___ Given records
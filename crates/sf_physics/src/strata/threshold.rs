// crates/sf_physics/src/strata/threshold.rs

//! 基于阈值带的地层更新
//!
//! 活动层厚度目标为阈值带 (lower, upper) 的中点。阈值带可以在构造时固定
//! （静态），也可以每次调用时由活动层的参考百分位粒径乘以系数重新计算
//! （动态）。两种情况都要满足下限不小于 `minimum_lower`，上下限之差不小于
//! `minimum_gap`，而 `minimum_gap` 严格大于一次交换的增量，防止来回振荡。

use super::{LayerStack, StrataSorting, StrataSortingParams};
use serde::{Deserialize, Serialize};
use sf_foundation::{ensure, SfError, SfResult};

/// 单次调用内交换趟数的上限
const MAX_PASSES: usize = 16;

/// 阈值带
#[derive(Debug, Clone, Copy, PartialEq, Serialize, Deserialize)]
pub struct ThresholdBand {
    /// 下限 [m]
    pub lower: f64,
    /// 上限 [m]
    pub upper: f64,
}

impl ThresholdBand {
    /// 应用下限与最小间距约束
    pub fn clamped(lower: f64, upper: f64, minimum_lower: f64, minimum_gap: f64) -> Self {
        let lower = lower.max(minimum_lower);
        let upper = upper.max(lower + minimum_gap);
        Self { lower, upper }
    }

    /// 中点（目标活动层厚度）
    #[inline]
    pub fn midpoint(&self) -> f64 {
        0.5 * (self.lower + self.upper)
    }

    /// 是否包含给定厚度
    #[inline]
    pub fn contains(&self, thickness: f64) -> bool {
        thickness >= self.lower && thickness <= self.upper
    }
}

/// 阈值带地层更新参数
#[derive(Debug, Clone, PartialEq, Serialize, Deserialize)]
pub struct ThresholdSortingParams {
    /// 每次交换的增量厚度 [m]
    pub increment: f64,
    /// 是否按粒径动态计算阈值
    #[serde(default)]
    pub dynamic_thresholds: bool,
    /// 参考百分位（动态模式必需）
    #[serde(default)]
    pub reference_percentile: Option<f64>,
    /// 下限值（静态）或系数（动态）
    pub lower_value_or_factor: f64,
    /// 上限值（静态）或系数（动态）
    pub upper_value_or_factor: f64,
    /// 下限的最小值，缺省为 `minimum_gap * lower / (upper - lower)`
    #[serde(default)]
    pub minimum_lower: Option<f64>,
    /// 上下限最小间距，缺省为 1.1 倍增量
    #[serde(default)]
    pub minimum_gap: Option<f64>,
}

/// 基于阈值带的地层更新
#[derive(Debug, Clone, PartialEq)]
pub struct ThresholdBasedStratigraphy {
    increment: f64,
    dynamic_thresholds: bool,
    reference_percentile: Option<f64>,
    lower_value_or_factor: f64,
    upper_value_or_factor: f64,
    minimum_lower: f64,
    minimum_gap: f64,
    band: ThresholdBand,
}

impl ThresholdBasedStratigraphy {
    /// 由参数创建并验证
    pub fn new(params: ThresholdSortingParams) -> SfResult<Self> {
        let ThresholdSortingParams {
            increment,
            dynamic_thresholds,
            reference_percentile,
            lower_value_or_factor: lower,
            upper_value_or_factor: upper,
            minimum_lower,
            minimum_gap,
        } = params;

        ensure!(
            increment > 0.0,
            SfError::invalid_config("increment", increment, "增量厚度必须为正")
        );
        if dynamic_thresholds {
            ensure!(
                reference_percentile.is_some(),
                SfError::config("动态阈值需要参考百分位 reference_percentile")
            );
        }
        if let Some(p) = reference_percentile {
            ensure!(
                (0.0..=100.0).contains(&p),
                SfError::invalid_config("reference_percentile", p, "必须在 0 到 100 之间")
            );
        }
        ensure!(
            lower > 0.0,
            SfError::invalid_config("lower_value_or_factor", lower, "必须为正")
        );
        ensure!(
            upper > lower,
            SfError::invalid_config("upper_value_or_factor", upper, "必须大于下限")
        );
        let minimum_gap = minimum_gap.unwrap_or(1.1 * increment);
        let minimum_lower = minimum_lower.unwrap_or(minimum_gap * lower / (upper - lower));
        ensure!(
            minimum_lower > 0.0,
            SfError::invalid_config("minimum_lower", minimum_lower, "必须为正")
        );
        ensure!(
            minimum_gap > increment,
            SfError::invalid_config("minimum_gap", minimum_gap, "必须大于增量厚度")
        );

        let band = if dynamic_thresholds {
            // 首次调用前的占位，随后由活动层粒径覆盖
            ThresholdBand::clamped(0.0, 0.0, minimum_lower, minimum_gap)
        } else {
            let mut static_lower = lower;
            if upper - lower < minimum_gap {
                static_lower = 0.5 * (lower + upper - minimum_gap);
            }
            ThresholdBand::clamped(static_lower, upper, minimum_lower, minimum_gap)
        };

        Ok(Self {
            increment,
            dynamic_thresholds,
            reference_percentile,
            lower_value_or_factor: lower,
            upper_value_or_factor: upper,
            minimum_lower,
            minimum_gap,
            band,
        })
    }

    /// 当前阈值带
    pub fn band(&self) -> ThresholdBand {
        self.band
    }

    /// 增量厚度
    pub fn increment(&self) -> f64 {
        self.increment
    }

    fn update_band(&mut self, strata: &LayerStack, diameters: &[f64]) {
        if !self.dynamic_thresholds || strata.active_thickness() <= 0.0 {
            return;
        }
        let percentile = match self.reference_percentile {
            Some(p) => p,
            None => return,
        };
        if let Some(d) = strata.active().percentile_diameter(diameters, percentile) {
            self.band = ThresholdBand::clamped(
                d * self.lower_value_or_factor,
                d * self.upper_value_or_factor,
                self.minimum_lower,
                self.minimum_gap,
            );
        }
    }

    /// 自底层逐增量上移，直到活动层达到目标厚度附近或底层耗尽
    fn lift_pass(&self, strata: &mut LayerStack) {
        let target = self.band.midpoint();
        let increment = self.increment;
        loop {
            strata.lift_one_layer(|base| {
                let volume = base.overall_volume();
                let share = if volume > 0.0 {
                    (increment / volume).min(1.0)
                } else {
                    0.0
                };
                base * share
            });
            if strata.active_thickness() >= target - 0.5 * increment
                || strata.volume_below_active() <= 0.0
            {
                break;
            }
        }
    }

    /// 按本趟开始时的活动层组成逐增量下移，直到活动层回到目标厚度附近
    fn lower_pass(&self, strata: &mut LayerStack) {
        let target = self.band.midpoint();
        let active = strata.active_thickness();
        let update = strata.active() * (self.increment / active);
        loop {
            strata.lower_one_layer(&update);
            let thickness = strata.active_thickness();
            if thickness <= target + 0.5 * self.increment || thickness <= 0.0 {
                break;
            }
        }
    }
}

impl StrataSorting for ThresholdBasedStratigraphy {
    fn name(&self) -> &'static str {
        "StratigraphyWithThresholdBasedUpdate"
    }

    fn sort_strata(&mut self, strata: &mut LayerStack, diameters: &[f64]) -> SfResult<bool> {
        ensure!(
            strata.len() >= 2,
            SfError::config(format!("{} 至少需要两层, 实际 {} 层", self.name(), strata.len()))
        );
        let initial = strata.active_thickness();
        let mut moved = false;
        // 动态阈值带随活动层组成变化，每趟交换后重新计算，直到厚度落在带内
        for _ in 0..MAX_PASSES {
            self.update_band(strata, diameters);
            let active = strata.active_thickness();
            if active < self.band.lower {
                if strata.volume_below_active() <= 0.0 {
                    break;
                }
                self.lift_pass(strata);
            } else if active > self.band.upper {
                self.lower_pass(strata);
            } else {
                break;
            }
            moved = true;
        }
        if moved {
            log::trace!(
                "{}: 活动层 {:.4e} → {:.4e}",
                self.name(),
                initial,
                strata.active_thickness()
            );
        }
        Ok(moved)
    }

    fn layer_thickness(&self) -> f64 {
        self.band.midpoint()
    }

    fn required_layers(&self) -> super::LayerRequirement {
        super::LayerRequirement::AtLeast(2)
    }

    fn params(&self) -> StrataSortingParams {
        StrataSortingParams::ThresholdBased(ThresholdSortingParams {
            increment: self.increment,
            dynamic_thresholds: self.dynamic_thresholds,
            reference_percentile: self.reference_percentile,
            lower_value_or_factor: self.lower_value_or_factor,
            upper_value_or_factor: self.upper_value_or_factor,
            minimum_lower: Some(self.minimum_lower),
            minimum_gap: Some(self.minimum_gap),
        })
    }
}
______
§ Problem details: The lines above, starting at the one with "pub fn band(&self)" and ending at the one with "if let Some(d)", are the only ones to return, exactly as written.

§ Exercise solution:
    pub fn band(&self) -> ThresholdBand {
        self.band
    }

    /// 增量厚度
    pub fn increment(&self) -> f64 {
        self.increment
    }

    fn update_band(&mut self, strata: &LayerStack, diameters: &[f64]) {
        if !self.dynamic_thresholds || strata.active_thickness() <= 0.0 {
            return;
        }
        let percentile = match self.reference_percentile {
            Some(p) => p,
            None => return,
        };
        if let Some(d) = strata.active().percentile_diameter(diameters, percentile) {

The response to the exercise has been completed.